TASK TO CARRY OUT
Which lines below fall between the one containing "for this page." and the one containing "Err(e) if e.kind() == std::io::ErrorKind::NotFound"? Repeat them exactly, counting both of those lines, and add nothing else.

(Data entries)
* * * *
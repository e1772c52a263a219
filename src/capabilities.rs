//! Optional-backend negotiation, done once per run.
//!
//! Every collaborator the pipeline can live without is checked here, before
//! the first page is touched. The rest of the run only reads the flags and
//! never re-checks.

use crate::config::ConversionConfig;
use crate::pipeline::ocr::{OcrBackend, TesseractBackend};
use std::fmt;
use std::sync::Arc;
use tracing::{info, warn};

/// What this run can use.
#[derive(Clone, Default)]
pub struct Capabilities {
    pub has_ocr: bool,
    /// The lattice engine (ruled tables).
    pub has_primary_table_engine: bool,
    /// The stream engine (aligned columns).
    pub has_secondary_table_engine: bool,
    /// The OCR backend to call, present exactly when `has_ocr` is true.
    pub ocr_engine: Option<Arc<dyn OcrBackend>>,
}

impl fmt::Debug for Capabilities {
    fn fmt(&self, f: &mut fmt::Formatter<'_>) -> fmt::Result {
        f.debug_struct("Capabilities")
            .field("has_ocr", &self.has_ocr)
            .field("has_primary_table_engine", &self.has_primary_table_engine)
            .field("has_secondary_table_engine", &self.has_secondary_table_engine)
            .field("ocr_engine", &self.ocr_engine.as_ref().map(|b| b.name()))
            .finish()
    }
}

impl Capabilities {
    /// Check the configured (or default `tesseract`) OCR backend and decide
    /// which table engines are enabled. Blocking: may spawn a process.
    pub fn detect(config: &ConversionConfig) -> Self {
        let backend: Arc<dyn OcrBackend> = match &config.ocr_backend {
            Some(backend) => Arc::clone(backend),
            None => Arc::new(TesseractBackend::default()),
        };

        let has_ocr = backend.is_available();
        if has_ocr {
            info!(engine = backend.name(), "OCR backend available");
        } else {
            warn!(
                engine = backend.name(),
                "OCR backend not available; scanned pages will keep only their native text"
            );
        }

        let caps = Self {
            has_ocr,
            has_primary_table_engine: config.extract_tables,
            has_secondary_table_engine: config.extract_tables,
            ocr_engine: has_ocr.then_some(backend),
        };
        info!(?caps, "Capabilities detected");
        caps
    }
}

#[cfg(test)]
mod tests {
    use super::*;
    use crate::pipeline::ocr::OcrError;

    struct Fixed(bool);

    impl OcrBackend for Fixed {
        fn name(&self) -> &str {
            "fixed"
        }
        fn is_available(&self) -> bool {
            self.0
        }
        fn recognize(&self, _png: &[u8], _language: &str) -> Result<String, OcrError> {
            Ok(String::new())
        }
    }

    #[test]
    fn injected_backend_is_checked() {
        let config = ConversionConfig::builder()
            .ocr_backend(Arc::new(Fixed(true)))
            .build()
            .unwrap();
        let caps = Capabilities::detect(&config);
        assert!(caps.has_ocr);
        assert_eq!(caps.ocr_engine.as_ref().map(|b| b.name()), Some("fixed"));
        assert!(caps.has_primary_table_engine && caps.has_secondary_table_engine);
    }

    #[test]
    fn unavailable_backend_is_dropped() {
        let config = ConversionConfig::builder()
            .ocr_backend(Arc::new(Fixed(false)))
            .extract_tables(false)
            .build()
            .unwrap();
        let caps = Capabilities::detect(&config);
        assert!(!caps.has_ocr);
        assert!(caps.ocr_engine.is_none());
        assert!(!caps.has_primary_table_engine);
        assert!(!caps.has_secondary_table_engine);
    }
}
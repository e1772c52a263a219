//! Conversion entry points: the page pipeline and its manifest.
//!
//! ```text
//! INIT ─▶ for each selected page not in the manifest:
//!           EXTRACT ─▶ dump ─▶ OCR_DECIDE ─▶ OCR_RUN ─▶ TABLES ─▶ RENDER ─▶ PERSIST
//!      ─▶ DONE (optional TOC, final manifest stamp)
//! ```
//!
//! Pages are processed one at a time. After every page the note has been
//! appended to and the manifest rewritten, so killing the process between
//! pages loses at most the page in flight; the next run picks up where this
//! one stopped.

use crate::capabilities::Capabilities;
use crate::config::ConversionConfig;
use crate::error::{PageWarning, Pdf2NoteError};
use crate::manifest::{Manifest, PageEntry, MANIFEST_FILE};
use crate::output::{ConversionOutput, ConversionStats, DocumentMetadata};
use crate::pipeline::caption::select_caption;
use crate::pipeline::classify::body_size;
use crate::pipeline::encode::save_png;
use crate::pipeline::layout::{group_blocks, group_lines, text_lines, TextLine};
use crate::pipeline::markdown::{render_page, ImageRef};
use crate::pipeline::ocr::{should_ocr, synthetic_line, OcrEngine};
use crate::pipeline::source::{run_blocking, DocumentSource, PdfiumSource};
use crate::pipeline::tables::extract_tables;
use crate::pipeline::toc::{insert_toc, TOC_MARKER};
use crate::pipeline::input::resolve_input;
use crate::validate::NOTE_FILE;
use std::io::Write;
use std::path::{Path, PathBuf};
use std::sync::Arc;
use std::time::{Duration, Instant};
use tracing::{debug, info, warn};

/// Where everything lives inside `--out_dir`.
#[derive(Debug, Clone)]
pub struct OutputLayout {
    pub root: PathBuf,
}
//! Caption association for extracted images.

use crate::pipeline::layout::{Rect, TextBlock};

/// Maximum distance (PDF points) between an image's bottom edge and the top
/// of its caption block.
pub const CAPTION_WINDOW: f32 = 60.0;

/// Text of the nearest block that starts at or below the image's bottom edge
/// and within [`CAPTION_WINDOW`]. Ties go to the earlier block.
pub fn select_caption<'a>(blocks: &'a [TextBlock], image: &Rect) -> Option<&'a str> {
    blocks
        .iter()
        .filter_map(|block| {
            let distance = block.rect.top - image.bottom;
            (block.rect.top >= image.bottom && distance <= CAPTION_WINDOW)
                .then_some((distance, block))
        })
        // `min_by` keeps the first of equal elements.
        .min_by(|(a, _), (b, _)| a.total_cmp(b))
        .map(|(_, block)| block.text.as_str())
}
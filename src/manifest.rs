//! The resumable per-page manifest (`manifest.json`).
//!
//! A page key present in the manifest is never processed again unless the
//! run is forced. The manifest is rewritten after every page through a temp
//! file in the same directory followed by a rename, so an interrupted run
//! leaves either the previous or the next version on disk, never half of one.

use crate::error::Pdf2NoteError;
use crate::pipeline::markdown::{ImageRef, TableRef};
use serde::{Deserialize, Serialize};
use std::collections::BTreeMap;
use std::io::Write;
use std::path::Path;
use tempfile::NamedTempFile;
use tracing::debug;

/// File name inside the output directory.
pub const MANIFEST_FILE: &str = "manifest.json";

/// What was produced for one page.
#[derive(Debug, Clone, Default, PartialEq, Serialize, Deserialize)]
pub struct PageEntry {
    pub images: Vec<ImageRef>,
    pub tables: Vec<TableRef>,
    /// Whether OCR text was used for this page.
    pub ocr: bool,
}

/// Progress record for one output directory.
///
/// Page keys serialise as JSON strings (`"1"`) and are kept in numeric order.
#[derive(Debug, Clone, Default, PartialEq, Serialize, Deserialize)]
pub struct Manifest {
    #[serde(default)]
    pub pages: BTreeMap<u32, PageEntry>,
    /// Human-readable per-page warnings, in the order they happened.
    #[serde(default)]
    pub warnings: Vec<String>,
    /// Pages whose content came from OCR, in processing order.
    #[serde(default)]
    pub ocr_pages: Vec<u32>,
    /// Wall-clock seconds of the last run that did any work.
    #[serde(default, skip_serializing_if = "Option::is_none")]
    pub duration_seconds: Option<f64>,
}

impl Manifest {
    /// Read the manifest at `path`; `Ok(None)` when there is none yet.
    pub fn load(path: &Path) -> Result<Option<Self>, Pdf2NoteError> {
        let text = match std::fs::read_to_string(path) {
            Ok(text) => text,
            Err(e) if e.kind() == std::io::ErrorKind::NotFound => return Ok(None),
            Err(e) => {
                return Err(Pdf2NoteError::OutputReadFailed {
                    path: path.to_path_buf(),
                    source: e,
                })
            }
        };
        serde_json::from_str(&text)
            .map(Some)
            .map_err(|e| Pdf2NoteError::CorruptManifest {
                path: path.to_path_buf(),
                detail: e.to_string(),
            })
    }

    /// Write atomically: temp file in the same directory, then rename.
    pub fn save(&self, path: &Path) -> Result<(), Pdf2NoteError> {
        let write_err = |source: std::io::Error| Pdf2NoteError::OutputWriteFailed {
            path: path.to_path_buf(),
            source,
        };
        let json = serde_json::to_string_pretty(self)
            .map_err(|e| Pdf2NoteError::Internal(format!("manifest serialisation: {e}")))?;

        let dir = path.parent().unwrap_or_else(|| Path::new("."));
        let mut tmp = NamedTempFile::new_in(dir).map_err(write_err)?;
        tmp.write_all(json.as_bytes()).map_err(write_err)?;
        tmp.as_file().sync_all().map_err(write_err)?;
        tmp.persist(path).map_err(|e| write_err(e.error))?;

        debug!(pages = self.pages.len(), "Manifest saved");
        Ok(())
    }

    pub fn contains(&self, page: u32) -> bool {
        self.pages.contains_key(&page)
    }

    /// Record a finished page.
    pub fn record(&mut self, page: u32, entry: PageEntry) {
        if entry.ocr {
            self.ocr_pages.push(page);
        }
        self.pages.insert(page, entry);
    }
}

#[cfg(test)]
mod tests {
    use super::*;

    fn entry(ocr: bool) -> PageEntry {
        PageEntry {
            images: vec![ImageRef {
                path: "images/p0001_img01.png".into(),
                caption: None,
            }],
            tables: Vec::new(),
            ocr,
        }
    }

    #[test]
    fn missing_manifest_is_none() {
        let dir = tempfile::tempdir().unwrap();
        assert_eq!(Manifest::load(&dir.path().join(MANIFEST_FILE)).unwrap(), None);
    }

    #[test]
    fn save_then_load() {
        let dir = tempfile::tempdir().unwrap();
        let path = dir.path().join(MANIFEST_FILE);
        let mut m = Manifest::default();
        m.record(10, entry(false));
        m.record(2, entry(true));
        m.warnings.push("Page 2: OCR timed out after 120s".into());
        m.save(&path).unwrap();

        let loaded = Manifest::load(&path).unwrap().unwrap();
        assert_eq!(loaded, m);
        assert!(loaded.contains(2) && loaded.contains(10) && !loaded.contains(3));
        assert_eq!(loaded.ocr_pages, vec![2]);
    }

    #[test]
    fn page_keys_are_strings_in_numeric_order() {
        let mut m = Manifest::default();
        m.record(10, entry(false));
        m.record(2, entry(false));
        let json = serde_json::to_string(&m).unwrap();
        assert!(json.starts_with(r#"{"pages":{"2":"#), "got: {json}");
        assert!(json.contains(r#""caption":null"#));
        assert!(!json.contains("duration_seconds"));
    }

    #[test]
    fn accepts_manifest_written_by_hand() {
        let dir = tempfile::tempdir().unwrap();
        let path = dir.path().join(MANIFEST_FILE);
        std::fs::write(&path, r#"{"pages": {"3": {"images": [], "tables": [], "ocr": false}}}"#).unwrap();
        let m = Manifest::load(&path).unwrap().unwrap();
        assert!(m.contains(3));
        assert!(m.warnings.is_empty());
    }

    #[test]
    fn corrupt_manifest_is_an_error() {
        let dir = tempfile::tempdir().unwrap();
        let path = dir.path().join(MANIFEST_FILE);
        std::fs::write(&path, "{not json").unwrap();
        assert!(matches!(
            Manifest::load(&path).unwrap_err(),
            Pdf2NoteError::CorruptManifest { .. }
        ));
    }

    #[test]
    fn save_leaves_no_temp_files() {
        let dir = tempfile::tempdir().unwrap();
        let path = dir.path().join(MANIFEST_FILE);
        Manifest::default().save(&path).unwrap();
        Manifest::default().save(&path).unwrap();
        let names: Vec<_> = std::fs::read_dir(dir.path())
            .unwrap()
            .map(|e| e.unwrap().file_name())
            .collect();
        assert_eq!(names, vec![std::ffi::OsString::from(MANIFEST_FILE)]);
    }
}
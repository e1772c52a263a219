//! Input resolution: validate that the user-supplied path is a readable PDF.
//!
//! Only local files are accepted. We check the PDF magic bytes (`%PDF`)
//! before handing the path to pdfium so callers get a meaningful error rather
//! than an opaque engine failure.

use crate::error::Pdf2NoteError;
use std::io::Read;
use std::path::{Path, PathBuf};
use tracing::debug;

/// Resolve the input path, validating existence, permissions and magic bytes.
pub fn resolve_input(input: impl AsRef<Path>) -> Result<PathBuf, Pdf2NoteError> {
    let path = input.as_ref().to_path_buf();

    if !path.is_file() {
        return Err(Pdf2NoteError::FileNotFound { path });
    }

    match std::fs::File::open(&path) {
        Ok(mut f) => {
            let mut magic = [0u8; 4];
            match f.read_exact(&mut magic) {
                Ok(()) if &magic == b"%PDF" => {}
                // Shorter than four bytes: report what we have.
                _ => return Err(Pdf2NoteError::NotAPdf { path, magic }),
            }
        }
        Err(e) if e.kind() == std::io::ErrorKind::PermissionDenied => {
            return Err(Pdf2NoteError::PermissionDenied { path });
        }
        Err(_) => {
            return Err(Pdf2NoteError::FileNotFound { path });
        }
    }

    debug!("Resolved local PDF: {}", path.display());
    Ok(path)
}

#[cfg(test)]
mod tests {
    use super::*;
    use std::io::Write;

    #[test]
    fn missing_file() {
        let err = resolve_input("/definitely/not/here.pdf").unwrap_err();
        assert!(matches!(err, Pdf2NoteError::FileNotFound { .. }));
    }

    #[test]
    fn directory_is_not_a_file() {
        let dir = tempfile::tempdir().unwrap();
        let err = resolve_input(dir.path()).unwrap_err();
        assert!(matches!(err, Pdf2NoteError::FileNotFound { .. }));
    }

    #[test]
    fn rejects_non_pdf_magic() {
        let mut f = tempfile::NamedTempFile::new().unwrap();
        f.write_all(b"PK\x03\x04zip").unwrap();
        match resolve_input(f.path()).unwrap_err() {
            Pdf2NoteError::NotAPdf { magic, .. } => assert_eq!(&magic, b"PK\x03\x04"),
            other => panic!("unexpected error: {other}"),
        }
    }

    #[test]
    fn rejects_tiny_file() {
        let mut f = tempfile::NamedTempFile::new().unwrap();
        f.write_all(b"%P").unwrap();
        assert!(matches!(
            resolve_input(f.path()).unwrap_err(),
            Pdf2NoteError::NotAPdf { .. }
        ));
    }

    #[test]
    fn accepts_pdf_header() {
        let mut f = tempfile::NamedTempFile::new().unwrap();
        f.write_all(b"%PDF-1.7\n").unwrap();
        assert_eq!(resolve_input(f.path()).unwrap(), f.path());
    }
}
//! Configuration types for PDF-to-note conversion.
//!
//! All conversion behaviour is controlled through [`ConversionConfig`], built
//! via its [`ConversionConfigBuilder`]. The binary maps CLI flags onto the
//! builder; library callers set only what they care about and rely on the
//! documented defaults for the rest.

use crate::error::Pdf2NoteError;
use crate::pipeline::ocr::OcrBackend;
use crate::progress::ProgressCallback;
use serde::{Deserialize, Serialize};
use std::fmt;
use std::str::FromStr;
use std::sync::Arc;

/// Configuration for one conversion run.
///
/// # Example
/// ```rust
/// use pdf2note::{ConversionConfig, Mode};
///
/// let config = ConversionConfig::builder()
///     .mode(Mode::Accurate)
///     .pages("1-3,7".parse().unwrap())
///     .toc(true)
///     .build()
///     .unwrap();
/// assert_eq!(config.ocr_dpi(), 300);
/// ```
#[derive(Clone)]
pub struct ConversionConfig {
    /// Fast vs accurate extraction. Default: [`Mode::Fast`].
    pub mode: Mode,

    /// Page selection. Default: all pages.
    pub pages: PageSelection,

    /// Discard the manifest and `page.md` before starting. Default: false.
    pub force: bool,

    /// Insert a table of contents after the `<!-- toc -->` marker. Default: false.
    pub toc: bool,

    /// Language tag written on every opening code fence. Default: `csharp`.
    pub code_language: String,

    /// Language passed to the OCR backend. Default: `eng`.
    pub ocr_language: String,

    /// Upper bound for one OCR call, in seconds. Default: 120.
    ///
    /// A backend that hangs past this is abandoned and the page is treated
    /// as if OCR were unavailable.
    pub ocr_timeout_secs: u64,

    /// Rasterisation DPI for OCR in fast mode. Default: 220.
    pub fast_dpi: u32,

    /// Rasterisation DPI for OCR in accurate mode. Default: 300.
    pub accurate_dpi: u32,

    /// Run the table engines at all. Default: true.
    pub extract_tables: bool,

    /// PDF user password for encrypted documents.
    pub password: Option<String>,

    /// Pre-constructed OCR backend. Takes precedence over the tesseract lookup.
    pub ocr_backend: Option<Arc<dyn OcrBackend>>,

    /// Receives per-page progress events.
    pub progress_callback: Option<ProgressCallback>,
}

impl Default for ConversionConfig {
    fn default() -> Self {
        Self {
            mode: Mode::default(),
            pages: PageSelection::default(),
            force: false,
            toc: false,
            code_language: "csharp".to_string(),
            ocr_language: "eng".to_string(),
            ocr_timeout_secs: 120,
            fast_dpi: 220,
            accurate_dpi: 300,
            extract_tables: true,
            password: None,
            ocr_backend: None,
            progress_callback: None,
        }
    }
}

impl fmt::Debug for ConversionConfig {
    fn fmt(&self, f: &mut fmt::Formatter<'_>) -> fmt::Result {
        f.debug_struct("ConversionConfig")
            .field("mode", &self.mode)
            .field("pages", &self.pages)
            .field("force", &self.force)
            .field("toc", &self.toc)
            .field("code_language", &self.code_language)
            .field("ocr_language", &self.ocr_language)
            .field("ocr_timeout_secs", &self.ocr_timeout_secs)
            .field("fast_dpi", &self.fast_dpi)
            .field("accurate_dpi", &self.accurate_dpi)
            .field("extract_tables", &self.extract_tables)
            .field("password", &self.password.as_ref().map(|_| "<redacted>"))
            .field("ocr_backend", &self.ocr_backend.as_ref().map(|b| b.name()))
            .field(
                "progress_callback",
                &self.progress_callback.as_ref().map(|_| "<dyn ConversionProgressCallback>"),
            )
            .finish()
    }
}

impl ConversionConfig {
    /// Create a new builder for `ConversionConfig`.
    pub fn builder() -> ConversionConfigBuilder {
        ConversionConfigBuilder {
            config: Self::default(),
        }
    }

    /// DPI used to rasterise a page for OCR in the configured mode.
    pub fn ocr_dpi(&self) -> u32 {
        match self.mode {
            Mode::Fast => self.fast_dpi,
            Mode::Accurate => self.accurate_dpi,
        }
    }
}

/// Builder for [`ConversionConfig`].
pub struct ConversionConfigBuilder {
    config: ConversionConfig,
}

impl fmt::Debug for ConversionConfigBuilder {
    fn fmt(&self, f: &mut fmt::Formatter<'_>) -> fmt::Result {
        f.debug_struct("ConversionConfigBuilder")
            .field("config", &self.config)
            .finish()
    }
}

impl ConversionConfigBuilder {
    pub fn mode(mut self, mode: Mode) -> Self {
        self.config.mode = mode;
        self
    }

    pub fn pages(mut self, selection: PageSelection) -> Self {
        self.config.pages = selection;
        self
    }

    pub fn force(mut self, v: bool) -> Self {
        self.config.force = v;
        self
    }

    pub fn toc(mut self, v: bool) -> Self {
        self.config.toc = v;
        self
    }

    pub fn code_language(mut self, lang: impl Into<String>) -> Self {
        self.config.code_language = lang.into();
        self
    }

    pub fn ocr_language(mut self, lang: impl Into<String>) -> Self {
        self.config.ocr_language = lang.into();
        self
    }

    pub fn ocr_timeout_secs(mut self, secs: u64) -> Self {
        self.config.ocr_timeout_secs = secs.max(1);
        self
    }

    pub fn fast_dpi(mut self, dpi: u32) -> Self {
        self.config.fast_dpi = dpi.clamp(72, 600);
        self
    }

    pub fn accurate_dpi(mut self, dpi: u32) -> Self {
        self.config.accurate_dpi = dpi.clamp(72, 600);
        self
    }

    pub fn extract_tables(mut self, v: bool) -> Self {
        self.config.extract_tables = v;
        self
    }

    pub fn password(mut self, pwd: impl Into<String>) -> Self {
        self.config.password = Some(pwd.into());
        self
    }

    pub fn ocr_backend(mut self, backend: Arc<dyn OcrBackend>) -> Self {
        self.config.ocr_backend = Some(backend);
        self
    }

    pub fn progress_callback(mut self, cb: ProgressCallback) -> Self {
        self.config.progress_callback = Some(cb);
        self
    }

    /// Build the configuration, validating constraints.
    pub fn build(self) -> Result<ConversionConfig, Pdf2NoteError> {
        let c = &self.config;
        if c.code_language.chars().any(char::is_whitespace) {
            return Err(Pdf2NoteError::InvalidConfig(format!(
                "code language must be a single word, got {:?}",
                c.code_language
            )));
        }
        if c.ocr_language.trim().is_empty() {
            return Err(Pdf2NoteError::InvalidConfig(
                "OCR language must not be empty".into(),
            ));
        }
        Ok(self.config)
    }
}

// ── Enums ────────────────────────────────────────────────────────────────

/// Extraction mode.
///
/// | Mode | OCR DPI | Table engines |
/// |------|---------|---------------|
/// | fast | 220 | stream only |
/// | accurate | 300 | lattice, then stream |
#[derive(Debug, Clone, Copy, PartialEq, Eq, Default, Serialize, Deserialize)]
#[serde(rename_all = "lowercase")]
pub enum Mode {
    #[default]
    Fast,
    Accurate,
}

impl fmt::Display for Mode {
    fn fmt(&self, f: &mut fmt::Formatter<'_>) -> fmt::Result {
        match self {
            Mode::Fast => f.write_str("fast"),
            Mode::Accurate => f.write_str("accurate"),
        }
    }
}

impl FromStr for Mode {
    type Err = Pdf2NoteError;

    fn from_str(s: &str) -> Result<Self, Self::Err> {
        match s.trim().to_lowercase().as_str() {
            "fast" => Ok(Mode::Fast),
            "accurate" => Ok(Mode::Accurate),
            other => Err(Pdf2NoteError::InvalidConfig(format!(
                "mode must be 'fast' or 'accurate', got '{other}'"
            ))),
        }
    }
}

/// An inclusive, 1-based run of pages.
#[derive(Debug, Clone, Copy, PartialEq, Eq, Serialize, Deserialize)]
pub struct PageSpan {
    pub start: u32,
    pub end: u32,
}

/// Specifies which pages of the PDF to convert.
///
/// Parsed from the `--pages` grammar: comma-separated page numbers or
/// inclusive ranges `a-b`. Empty chunks are ignored; `all` (or an empty
/// string) selects every page.
#[derive(Debug, Clone, Default, PartialEq, Eq, Serialize, Deserialize)]
pub enum PageSelection {
    /// Convert all pages (default).
    #[default]
    All,
    /// Convert the listed spans, in the order given.
    Spans(Vec<PageSpan>),
}

impl PageSelection {
    /// Expand the selection into 1-based page numbers for a document with
    /// `total_pages` pages. Out-of-range numbers are dropped; order and
    /// repeats follow the selection as written.
    pub fn to_pages(&self, total_pages: u32) -> Vec<u32> {
        match self {
            PageSelection::All => (1..=total_pages).collect(),
            PageSelection::Spans(spans) => spans
                .iter()
                .flat_map(|span| span.start..=span.end)
                .filter(|&p| p >= 1 && p <= total_pages)
                .collect(),
        }
    }
}

impl FromStr for PageSelection {
    type Err = Pdf2NoteError;

    fn from_str(spec: &str) -> Result<Self, Self::Err> {
        let trimmed = spec.trim();
        if trimmed.is_empty() || trimmed.eq_ignore_ascii_case("all") {
            return Ok(PageSelection::All);
        }

        let invalid = |reason: String| Pdf2NoteError::InvalidPageSpec {
            spec: spec.to_string(),
            reason,
        };
        let number = |token: &str| -> Result<u32, Pdf2NoteError> {
            token
                .trim()
                .parse::<u32>()
                .map_err(|_| invalid(format!("'{}' is not a page number", token.trim())))
        };

        let mut spans = Vec::new();
        for chunk in trimmed.split(',') {
            let chunk = chunk.trim();
            if chunk.is_empty() {
                continue;
            }
            let span = match chunk.split_once('-') {
                Some((start, end)) => {
                    let (start, end) = (number(start)?, number(end)?);
                    if start > end {
                        return Err(invalid(format!(
                            "range '{chunk}' is inverted: start must be <= end"
                        )));
                    }
                    PageSpan { start, end }
                }
                None => {
                    let page = number(chunk)?;
                    PageSpan {
                        start: page,
                        end: page,
                    }
                }
            };
            spans.push(span);
        }
        Ok(PageSelection::Spans(spans))
    }
}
* * * *
ANSWER FOR THIS EXERCISE
    /// Whether OCR text was used for this page.
    pub ocr: bool,
}

/// Progress record for one output directory.
///
/// Page keys serialise as JSON strings (`"1"`) and are kept in numeric order.
#[derive(Debug, Clone, Default, PartialEq, Serialize, Deserialize)]
pub struct Manifest {
    #[serde(default)]
    pub pages: BTreeMap<u32, PageEntry>,
    /// Human-readable per-page warnings, in the order they happened.
    #[serde(default)]
    pub warnings: Vec<String>,
    /// Pages whose content came from OCR, in processing order.
    #[serde(default)]
    pub ocr_pages: Vec<u32>,
    /// Wall-clock seconds of the last run that did any work.
    #[serde(default, skip_serializing_if = "Option::is_none")]
    pub duration_seconds: Option<f64>,
}

impl Manifest {
    /// Read the manifest at `path`; `Ok(None)` when there is none yet.
    pub fn load(path: &Path) -> Result<Option<Self>, Pdf2NoteError> {
        let text = match std::fs::read_to_string(path) {
            Ok(text) => text,
            Err(e) if e.kind() == std::io::ErrorKind::NotFound => return Ok(None),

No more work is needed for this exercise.